ABITECH Analysis · Nigeria infrastructure Sentiment: 0.85 (very_positive) · 08/04/2026
Nigerian Aviation Handling Company (NAHCO) Plc, one of West Africa's largest ground handling and logistics operators, has announced a substantial shareholder distribution totalling N12.2 billion (approximately €16.3 million), signalling renewed investor confidence in Nigeria's aviation and cargo sectors after years of operational headwinds.

The dividend and bonus share package reflects NAHCO's reported double-digit growth across core operational metrics during the 2025 financial year—a notable achievement given the airline industry's historically volatile margin profile in emerging markets. For European investors unfamiliar with Nigerian aviation infrastructure, NAHCO's recovery carries broader implications for Nigeria's logistics ecosystem and the continent's supply chain modernisation.

**The Aviation Recovery Context**

Nigeria's aviation sector has faced significant pressure since 2022, including fuel scarcity, foreign exchange volatility, and reduced international traffic following global travel restrictions. However, 2024-2025 marked a turning point: devaluation of the naira completed, fuel availability improved, and international carriers resumed expanded operations at Lagos's Murtala Muhammed International Airport—Africa's busiest hub by passenger volume.

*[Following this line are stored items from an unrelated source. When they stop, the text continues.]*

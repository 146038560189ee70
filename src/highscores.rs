//! Best score persistence
//!
//! A single key-value slot holding the highest score ever seen. The session
//! reads it once when a run ends and writes it only when the run beat it.

use std::fmt;
use std::path::{Path, PathBuf};

use serde::{Deserialize, Serialize};

/// Failure to read or write the best-score slot
#[derive(Debug)]
pub enum StoreError {
    Io(std::io::Error),
    Encode(serde_json::Error),
}

impl fmt::Display for StoreError {
    fn fmt(&self, f: &mut fmt::Formatter<'_>) -> fmt::Result {
        match self {
            Self::Io(err) => write!(f, "high score storage i/o: {err}"),
            Self::Encode(err) => write!(f, "high score encoding: {err}"),
        }
    }
}

impl std::error::Error for StoreError {
    fn source(&self) -> Option<&(dyn std::error::Error + 'static)> {
        match self {
            Self::Io(err) => Some(err),
            Self::Encode(err) => Some(err),
        }
    }
}

impl From<std::io::Error> for StoreError {
    fn from(err: std::io::Error) -> Self {
        Self::Io(err)
    }
}

impl From<serde_json::Error> for StoreError {
    fn from(err: serde_json::Error) -> Self {
        Self::Encode(err)
    }
}

/// The persisted record
#[derive(Debug, Clone, Copy, Default, PartialEq, Eq, Serialize, Deserialize)]
pub struct BestScore {
    pub best: u64,
}

/// Persistence collaborator for the best score
pub trait HighScoreStore {
    /// Read the stored best score (0 when absent or unreadable)
    fn load_best(&self) -> u64;

    /// Overwrite the stored best score
    fn save_best(&mut self, score: u64) -> Result<(), StoreError>;
}

/// Compare a finished run against the store and persist it if it is higher.
///
/// Returns true only when the run beat the stored best and the new value was
/// written. Write failures leave the old value in place and are only logged.
pub fn record_if_best(store: &mut dyn HighScoreStore, score: u64) -> bool {
    let previous = store.load_best();
    if score <= previous {
        return false;
    }
    match store.save_best(score) {
        Ok(()) => {
            log::info!("New best score {} (was {})", score, previous);
            true
        }
        Err(err) => {
            log::warn!("Could not persist best score {}: {}", score, err);
            false
        }
    }
}

/// In-memory slot for tests and hosts that persist elsewhere
#[derive(Debug, Clone, Default)]
pub struct MemoryStore {
    best: Option<u64>,
}

impl MemoryStore {
    pub fn new() -> Self {
        Self::default()
    }

    /// Start with a previously persisted value
    pub fn with_best(best: u64) -> Self {
        Self { best: Some(best) }
    }
}

impl HighScoreStore for MemoryStore {
    fn load_best(&self) -> u64 {
        self.best.unwrap_or(0)
    }

    fn save_best(&mut self, score: u64) -> Result<(), StoreError> {
        self.best = Some(score);
        Ok(())
    }
}

/// JSON file slot (`{"best": n}`) for native builds
#[derive(Debug, Clone)]
pub struct JsonFileStore {
    path: PathBuf,
}

impl JsonFileStore {
    pub fn new(path: impl Into<PathBuf>) -> Self {
        Self { path: path.into() }
    }

    pub fn path(&self) -> &Path {
        &self.path
    }

    fn read(&self) -> Result<BestScore, StoreError> {
        let json = std::fs::read_to_string(&self.path)?;
        Ok(serde_json::from_str(&json)?)
    }
}

impl HighScoreStore for JsonFileStore {
    fn load_best(&self) -> u64 {
        match self.read() {
            Ok(record) => record.best,
            Err(StoreError::Io(err)) if err.kind() == std::io::ErrorKind::NotFound => 0,
            Err(err) => {
                log::warn!("Ignoring unreadable best score at {}: {}", self.path.display(), err);
                0
            }
        }
    }

    fn save_best(&mut self, score: u64) -> Result<(), StoreError> {
        let json = serde_json::to_string(&BestScore { best: score })?;
        // Write-then-rename so a crash never leaves a truncated slot
        let tmp = self.path.with_extension("tmp");
        std::fs::write(&tmp, json)?;
        std::fs::rename(&tmp, &self.path)?;
        Ok(())
    }
}
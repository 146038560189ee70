//! Score, lives, weapon level and timed effects
//!
//! All mutation of the run's progression goes through the methods here so
//! the range invariants (lives in [0, 5], weapon in [1, 3], multiplier in
//! {1, 2}) hold after every call.

use glam::Vec2;
use serde::{Deserialize, Serialize};

use crate::consts::*;
use crate::tuning::Tuning;

/// Powerup effects
#[derive(Debug, Clone, Copy, PartialEq, Eq, Serialize, Deserialize)]
pub enum PowerupKind {
    Health,
    WeaponUpgrade,
    Shield,
    ScoreMultiplier,
}

impl PowerupKind {
    pub const ALL: [PowerupKind; 4] = [
        PowerupKind::Health,
        PowerupKind::WeaponUpgrade,
        PowerupKind::Shield,
        PowerupKind::ScoreMultiplier,
    ];
}

/// One projectile of a volley: spawn offset from the ship and travel direction
#[derive(Debug, Clone, Copy, PartialEq)]
pub struct Shot {
    pub offset: Vec2,
    pub dir: Vec2,
}

/// Fire pattern for a weapon level (y grows downward, so "forward" is -Y)
pub fn shot_pattern(weapon_level: u8) -> Vec<Shot> {
    let forward = Vec2::new(0.0, -1.0);
    let half = TWIN_SHOT_SPACING / 2.0;
    match weapon_level.clamp(MIN_WEAPON_LEVEL, MAX_WEAPON_LEVEL) {
        1 => vec![Shot { offset: Vec2::ZERO, dir: forward }],
        2 => vec![
            Shot { offset: Vec2::new(-half, 0.0), dir: forward },
            Shot { offset: Vec2::new(half, 0.0), dir: forward },
        ],
        _ => {
            let (s, c) = SPREAD_SHOT_ANGLE.sin_cos();
            vec![
                Shot { offset: Vec2::ZERO, dir: forward },
                Shot { offset: Vec2::new(-half, 0.0), dir: Vec2::new(-s, -c) },
                Shot { offset: Vec2::new(half, 0.0), dir: Vec2::new(s, -c) },
            ]
        }
    }
}

/// Per-run progression state
#[derive(Debug, Clone, PartialEq, Eq)]
pub struct Progression {
    pub score: u64,
    pub lives: u8,
    /// Current level (1-based), raised by each boss defeat
    pub level: u32,
    pub weapon_level: u8,
    pub score_multiplier: u8,
    pub multiplier_expires_at: Option<u64>,
    pub shield_active: bool,
    pub shield_expires_at: Option<u64>,
    pub enemies_killed_this_wave: u32,
    pub kills_required_for_boss: u32,
    pub boss_active: bool,
    last_shot_at: Option<u64>,
}

impl Progression {
    pub fn new(tuning: &Tuning) -> Self {
        Self {
            score: 0,
            lives: tuning.starting_lives.min(MAX_LIVES),
            level: 1,
            weapon_level: MIN_WEAPON_LEVEL,
            score_multiplier: 1,
            multiplier_expires_at: None,
            shield_active: false,
            shield_expires_at: None,
            enemies_killed_this_wave: 0,
            kills_required_for_boss: tuning.kills_for_first_boss,
            boss_active: false,
            last_shot_at: None,
        }
    }

    /// Add `base_points` scaled by the current multiplier; returns what was awarded
    pub fn award(&mut self, base_points: u64) -> u64 {
        let awarded = base_points * u64::from(self.score_multiplier);
        self.score = self.score.saturating_add(awarded);
        awarded
    }

    /// Score an enemy kill and count it toward the boss threshold
    pub fn register_kill(&mut self, base_points: u64) -> u64 {
        self.enemies_killed_this_wave += 1;
        self.award(base_points)
    }

    /// Apply one unit of damage. Returns true when this left the player out of lives.
    pub fn damage_player(&mut self) -> bool {
        self.lives = self.lives.saturating_sub(1);
        self.lives == 0
    }

    pub fn is_out_of_lives(&self) -> bool {
        self.lives == 0
    }

    /// Apply a powerup's effect at logical time `now`
    pub fn apply_powerup(&mut self, kind: PowerupKind, now: u64, tuning: &Tuning) {
        match kind {
            PowerupKind::Health => {
                self.lives = (self.lives + 1).min(MAX_LIVES);
            }
            PowerupKind::WeaponUpgrade => {
                self.weapon_level = (self.weapon_level + 1).min(MAX_WEAPON_LEVEL);
            }
            PowerupKind::Shield => {
                self.shield_active = true;
                self.shield_expires_at = Some(now + tuning.shield_duration_ms);
            }
            PowerupKind::ScoreMultiplier => {
                self.score_multiplier = 2;
                self.multiplier_expires_at = Some(now + tuning.multiplier_duration_ms);
            }
        }
    }

    /// Drop timed effects whose window closed at or before `now`
    pub fn expire_timers(&mut self, now: u64) {
        if self.shield_expires_at.is_some_and(|at| now >= at) {
            self.shield_active = false;
            self.shield_expires_at = None;
        }
        if self.multiplier_expires_at.is_some_and(|at| now >= at) {
            self.score_multiplier = 1;
            self.multiplier_expires_at = None;
        }
    }

    /// Whether enough kills have accumulated to call in the boss
    pub fn boss_due(&self) -> bool {
        !self.boss_active && self.enemies_killed_this_wave >= self.kills_required_for_boss
    }

    /// Close out a wave after the boss falls
    pub fn complete_wave(&mut self, tuning: &Tuning) {
        self.enemies_killed_this_wave = 0;
        self.level += 1;
        self.kills_required_for_boss += tuning.boss_kills_increment;
        self.boss_active = false;
    }

    /// Rate-limit the ship's gun. Returns true (and records the shot) when
    /// at least `interval_ms` has elapsed since the previous shot.
    pub fn try_fire(&mut self, now: u64, interval_ms: u64) -> bool {
        let ready = self
            .last_shot_at
            .is_none_or(|last| now.saturating_sub(last) >= interval_ms);
        if ready {
            self.last_shot_at = Some(now);
        }
        ready
    }

    /// HUD label for the current multiplier
    pub fn multiplier_label(&self) -> String {
        format!("x{}", self.score_multiplier)
    }

    /// Pull any out-of-range field back to its nearest legal value
    pub fn clamp_invariants(&mut self) {
        self.lives = self.lives.min(MAX_LIVES);
        self.weapon_level = self.weapon_level.clamp(MIN_WEAPON_LEVEL, MAX_WEAPON_LEVEL);
        self.score_multiplier = self.score_multiplier.clamp(1, 2);
        self.level = self.level.max(1);
    }
}

#[cfg(test)]
mod tests {
    use super::*;

    fn progression() -> Progression {
        Progression::new(&Tuning::default())
    }

    #[test]
    fn test_health_caps_at_five() {
        let tuning = Tuning::default();
        let mut p = progression();
        for _ in 0..10 {
            p.apply_powerup(PowerupKind::Health, 0, &tuning);
        }
        assert_eq!(p.lives, 5);
    }

    #[test]
    fn test_weapon_caps_at_three() {
        let tuning = Tuning::default();
        let mut p = progression();
        for _ in 0..5 {
            p.apply_powerup(PowerupKind::WeaponUpgrade, 0, &tuning);
        }
        assert_eq!(p.weapon_level, 3);
    }

    #[test]
    fn test_shield_expires_on_time() {
        let tuning = Tuning::default();
        let mut p = progression();
        p.apply_powerup(PowerupKind::Shield, 1000, &tuning);
        p.expire_timers(8999);
        assert!(p.shield_active);
        p.expire_timers(9000);
        assert!(!p.shield_active);
    }

    #[test]
    fn test_multiplier_window() {
        let tuning = Tuning::default();
        let mut p = progression();
        p.apply_powerup(PowerupKind::ScoreMultiplier, 0, &tuning);
        p.expire_timers(9999);
        assert_eq!(p.register_kill(100), 200);
        p.expire_timers(10_001);
        assert_eq!(p.register_kill(100), 100);
        assert_eq!(p.score, 300);
        assert_eq!(p.enemies_killed_this_wave, 2);
    }

    #[test]
    fn test_second_multiplier_extends_window() {
        let tuning = Tuning::default();
        let mut p = progression();
        p.apply_powerup(PowerupKind::ScoreMultiplier, 0, &tuning);
        p.apply_powerup(PowerupKind::ScoreMultiplier, 5000, &tuning);
        p.expire_timers(12_000);
        assert_eq!(p.score_multiplier, 2);
        p.expire_timers(15_000);
        assert_eq!(p.score_multiplier, 1);
    }

    #[test]
    fn test_damage_floors_at_zero() {
        let mut p = progression();
        assert!(!p.damage_player());
        assert!(!p.damage_player());
        assert!(p.damage_player());
        assert!(p.damage_player());
        assert_eq!(p.lives, 0);
    }

    #[test]
    fn test_fire_rate_limit() {
        let mut p = progression();
        assert!(p.try_fire(0, 150));
        assert!(!p.try_fire(100, 150));
        assert!(p.try_fire(150, 150));
        assert!(!p.try_fire(299, 150));
    }

    #[test]
    fn test_shot_patterns() {
        assert_eq!(shot_pattern(1).len(), 1);
        let twin = shot_pattern(2);
        assert_eq!(twin.len(), 2);
        assert_eq!(twin[0].dir, twin[1].dir);
        let spread = shot_pattern(3);
        assert_eq!(spread.len(), 3);
        assert!(spread[1].dir.x < 0.0 && spread[2].dir.x > 0.0);
        assert!(spread.iter().all(|s| s.dir.y < 0.0));
    }

    #[test]
    fn test_clamp_invariants() {
        let mut p = progression();
        p.lives = 9;
        p.weapon_level = 0;
        p.score_multiplier = 7;
        p.clamp_invariants();
        assert_eq!((p.lives, p.weapon_level, p.score_multiplier), (5, 1, 2));
    }

    #[test]
    fn test_complete_wave_raises_threshold() {
        let tuning = Tuning::default();
        let mut p = progression();
        p.enemies_killed_this_wave = 20;
        p.boss_active = true;
        p.complete_wave(&tuning);
        assert_eq!(p.level, 2);
        assert_eq!(p.kills_required_for_boss, 30);
        assert_eq!(p.enemies_killed_this_wave, 0);
        assert!(!p.boss_active);
    }
}
//! Time-driven difficulty ramp
//!
//! Every `difficulty_period_ms` of played time the spawn interval drops by
//! `difficulty_step_ms`, never below the configured floor.

use super::spawn::SpawnDirector;
use crate::tuning::Tuning;

#[derive(Debug, Clone, PartialEq, Eq)]
pub struct DifficultyScheduler {
    next_step_at: u64,
    period_ms: u64,
    step_ms: u64,
    floor_ms: u64,
}

impl DifficultyScheduler {
    pub fn new(tuning: &Tuning) -> Self {
        let period_ms = tuning.difficulty_period_ms.max(1);
        Self {
            next_step_at: period_ms,
            period_ms,
            step_ms: tuning.difficulty_step_ms,
            floor_ms: tuning.spawn_interval_floor_ms,
        }
    }

    /// Logical time of the next ramp step
    pub fn next_step_at(&self) -> u64 {
        self.next_step_at
    }

    /// Apply every ramp step due at `now`. Returns true if the interval changed.
    pub fn update(&mut self, now: u64, spawner: &mut SpawnDirector) -> bool {
        let mut changed = false;
        while now >= self.next_step_at {
            self.next_step_at += self.period_ms;
            if spawner.interval_ms > self.floor_ms {
                spawner.interval_ms = spawner
                    .interval_ms
                    .saturating_sub(self.step_ms)
                    .max(self.floor_ms);
                changed = true;
                log::debug!("Spawn interval now {} ms", spawner.interval_ms);
            }
        }
        changed
    }
}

NAHCO, which provides ground handling, cargo management, and logistics services across Nigeria's three major airports (Lagos, Kano, Abuja), benefits directly from this recovery. The company's growth in cargo volumes reflects both returning international traffic and an emerging trend of European and Asian logistics firms repositioning African distribution through Lagos.

**Why European Investors Should Notice**

For European supply chain operators, NAHCO's performance signals three critical developments:

First, **Lagos is becoming a credible African logistics hub again**. European pharmaceutical, automotive, and e-commerce companies increasingly use West African distribution centres rather than servicing the continent from Europe. NAHCO's capacity expansion and profitability improvement make it a barometer for this shift.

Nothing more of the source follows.